Let’s take a snapshot:
curl -X POST http://localhost:9090/api/v1/admin/tsdb/snapshot
{"status":"success","data":{"name":"20200404T012938Z-66bb0213b2d7bbe8"}}
This won’t take too long as snapshots use hard links, but of course depends on the size of your Prometheus TSDB and the speed of the IO subsystem on the host. The Prometheus instance we’re testing with here has 4 month retention & TSDB is nearly 35GB; the snapshot took several seconds to complete.
Now let’s import this snapshot. Note that the server we’re using here has spinning disks for storage and that’s the ultimate bottleneck for the total import duration, YMWV.
Also, if you use Grafana, you should install the official VM dashboard so you can have an idea of how well it’s performing during import.
./vmctl prometheus --prom-snapshot /var/db/prometheus/snapshots/20200404T012938Z-66bb0213b2d7bbe8/ --vm-addr http://localhost:8428
Prometheus import mode
Prometheus snapshot stats:
blocks found: 1413;
blocks skipped: 0;
min time: 1575583200000 (2019-12-05T22:00:00Z);
max time: 1585963778392 (2020-04-04T01:29:38Z);
samples: 11001521842;
series: 15405068.
Filter is not taken into account for series and samples numbers.
Found 1413 blocks to import.
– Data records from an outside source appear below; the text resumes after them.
//! Crossover Stability Check
//!
//! Repeats the n0 search for several repetition counts to show how much the
//! crossover point moves between runs. Few repetitions per size make the
//! means noisy and the first size where insertion loses jumps around.
//!
//! Run with: `cargo run --bin crossover --release -- [--limit N] [--seed N]`

use hybridsort::crossover::{find_n0_with, CrossoverConfig};
use hybridsort::statistics::summarize;
use hybridsort::WallClock;
use log::{error, warn};
use rand::rngs::StdRng;
use rand::SeedableRng;
use std::error::Error;
use std::io::{self, Write};
use std::process;

// ============================================================================
// CONFIGURATION
// ============================================================================

/// Random inputs per size, one search per entry
const REPETITION_COUNTS: &[usize] = &[10, 50, 200];

/// Searches per repetition count
const RUNS: usize = 3;

/// Search upper bound (exclusive)
const SIZE_LIMIT: usize = 800;

struct Options {
    size_limit: usize,
    seed: Option<u64>,
}

fn parse_options(args: &[String]) -> Result<Options, String> {
    let mut options = Options {
        size_limit: SIZE_LIMIT,
        seed: None,
    };

    let mut iter = args.iter().skip(1);
    while let Some(arg) = iter.next() {
        let value = iter
            .next()
            .ok_or_else(|| format!("{} expects a value", arg))?;
        match arg.as_str() {
            "--limit" => {
                options.size_limit = value
                    .parse()
                    .map_err(|_| format!("invalid value for --limit: {}", value))?;
            }
            "--seed" => {
                options.seed = Some(
                    value
                        .parse()
                        .map_err(|_| format!("invalid value for --seed: {}", value))?,
                );
            }
            other => return Err(format!("unknown argument: {}", other)),
        }
    }
    Ok(options)
}

// ============================================================================
// MAIN
// ============================================================================

fn run(options: Options) -> Result<(), Box<dyn Error>> {
    let mut rng = match options.seed {
        Some(seed) => StdRng::seed_from_u64(seed),
        None => StdRng::from_entropy(),
    };

    println!();
    println!("╔══════════════════════════════════════════════════════════════╗");
    println!("║              Insertion / Merge Crossover Stability           ║");
    println!("╠══════════════════════════════════════════════════════════════╣");
    println!("║  {} searches per repetition count, sizes below {:<6}         ║", RUNS, options.size_limit);
    println!("╚══════════════════════════════════════════════════════════════╝");
    println!();

    let mut rows: Vec<(usize, Vec<Option<usize>>)> = Vec::new();

    for &repetitions in REPETITION_COUNTS {
        let config = CrossoverConfig::new(options.size_limit, repetitions);
        let mut found = Vec::with_capacity(RUNS);

        for run in 0..RUNS {
            print!("  reps = {:<4} run {} ...", repetitions, run + 1);
            io::stdout().flush()?;

            let search = find_n0_with(&config, &mut WallClock, &mut rng)?;
            match search.threshold {
                Some(n0) => println!(" n0 = {}", n0),
                None => println!(" not found"),
            }
            found.push(search.threshold);
        }
        rows.push((repetitions, found));
    }

    println!();
    println!("┌────────┬──────────────────────┬──────────┬──────────┐");
    println!("│  reps  │     n0 per run       │   mean   │ std dev  │");
    println!("├────────┼──────────────────────┼──────────┼──────────┤");
    for (repetitions, found) in &rows {
        let runs: Vec<String> = found
            .iter()
            .map(|t| t.map_or_else(|| "-".to_string(), |n| n.to_string()))
            .collect();
        let values: Vec<u64> = found.iter().flatten().map(|&n| n as u64).collect();

        let (mean, sd) = match summarize(&values) {
            Ok(s) => (format!("{:.1}", s.mean), format!("{:.1}", s.std_dev)),
            Err(_) => {
                warn!("No crossover found with {} repetitions", repetitions);
                ("-".to_string(), "-".to_string())
            }
        };
        println!(
            "│ {:>6} │ {:<20} │ {:>8} │ {:>8} │",
            repetitions,
            runs.join(", "),
            mean,
            sd
        );
    }
    println!("└────────┴──────────────────────┴──────────┴──────────┘");
    println!();
    Ok(())
}

fn main() {
    env_logger::Builder::from_env(env_logger::Env::default().default_filter_or("warn")).init();

    let args: Vec<String> = std::env::args().collect();
    let result = parse_options(&args)
        .map_err(Box::<dyn Error>::from)
        .and_then(run);

    if let Err(e) = result {
        error!("{}", e);
        eprintln!("error: {}", e);
        process::exit(1);
    }
}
Continue? [Y/n] y
1413 / 1413 [---------------------------------------------------------------------------------------------------] 100.00% 0 p/s
2020/04/04 06:41:13 Import finished!
2020/04/04 06:41:13 VictoriaMetrics importer stats:
time spent while waiting: 8h6m10.020967102s;
time spent while importing: 2h16m21.181395204s;
total datapoints: 11001521842;
datapoints/s: 1344735.11;
total bytes: 223.4 GB;
bytes/s: 27.3 MB;
import requests: 109817;
import requests retries: 0;
2020/04/04 06:41:13 Total time: 5h11m16.392353968s
Wow, 5 hours is a very long time, but since this is just a test, then we
don’t particularly care. If you have SSD-based storage, you should
experiment with tuning read and write concurrency settings in vmctl
,
you’ll get much higher import throughput.
Specifically, you want your import to take less than 2 hours, so that
more recent metrics can be backfilled via remote_write
to keep VM
nearly in-sync with Prometheus from then on.
If you’re importing a lot of data and it still takes more than 2 hours
you can simply take another snapshot and import that. vmctl
can be
told a timestamp from which to start the import with
--prom-filter-time-start
option, which effectively means it’ll do an
incremental import (even though the snapshot generated is complete).
The value you give here should match the max time
timestamp (in
rfc3339 format) from the
previous import output. For example, the samples in our original
snapshot ended at 2020-04-04T01:29:38Z, so for next import we’d run:
./vmctl prometheus --prom-snapshot /var/db/prometheus/snapshots/$snapshot_id/ --vm-addr http://localhost:8428 --prom-filter-time-start 2020-04-04T01:29:38Z
Summary
Setting up VictoriaMetrics is fairly trivial - you can be fully-provisioned and have an instance full with metrics in a few hours time. Now it’s time to include VM into your metrics read path and compare the numbers.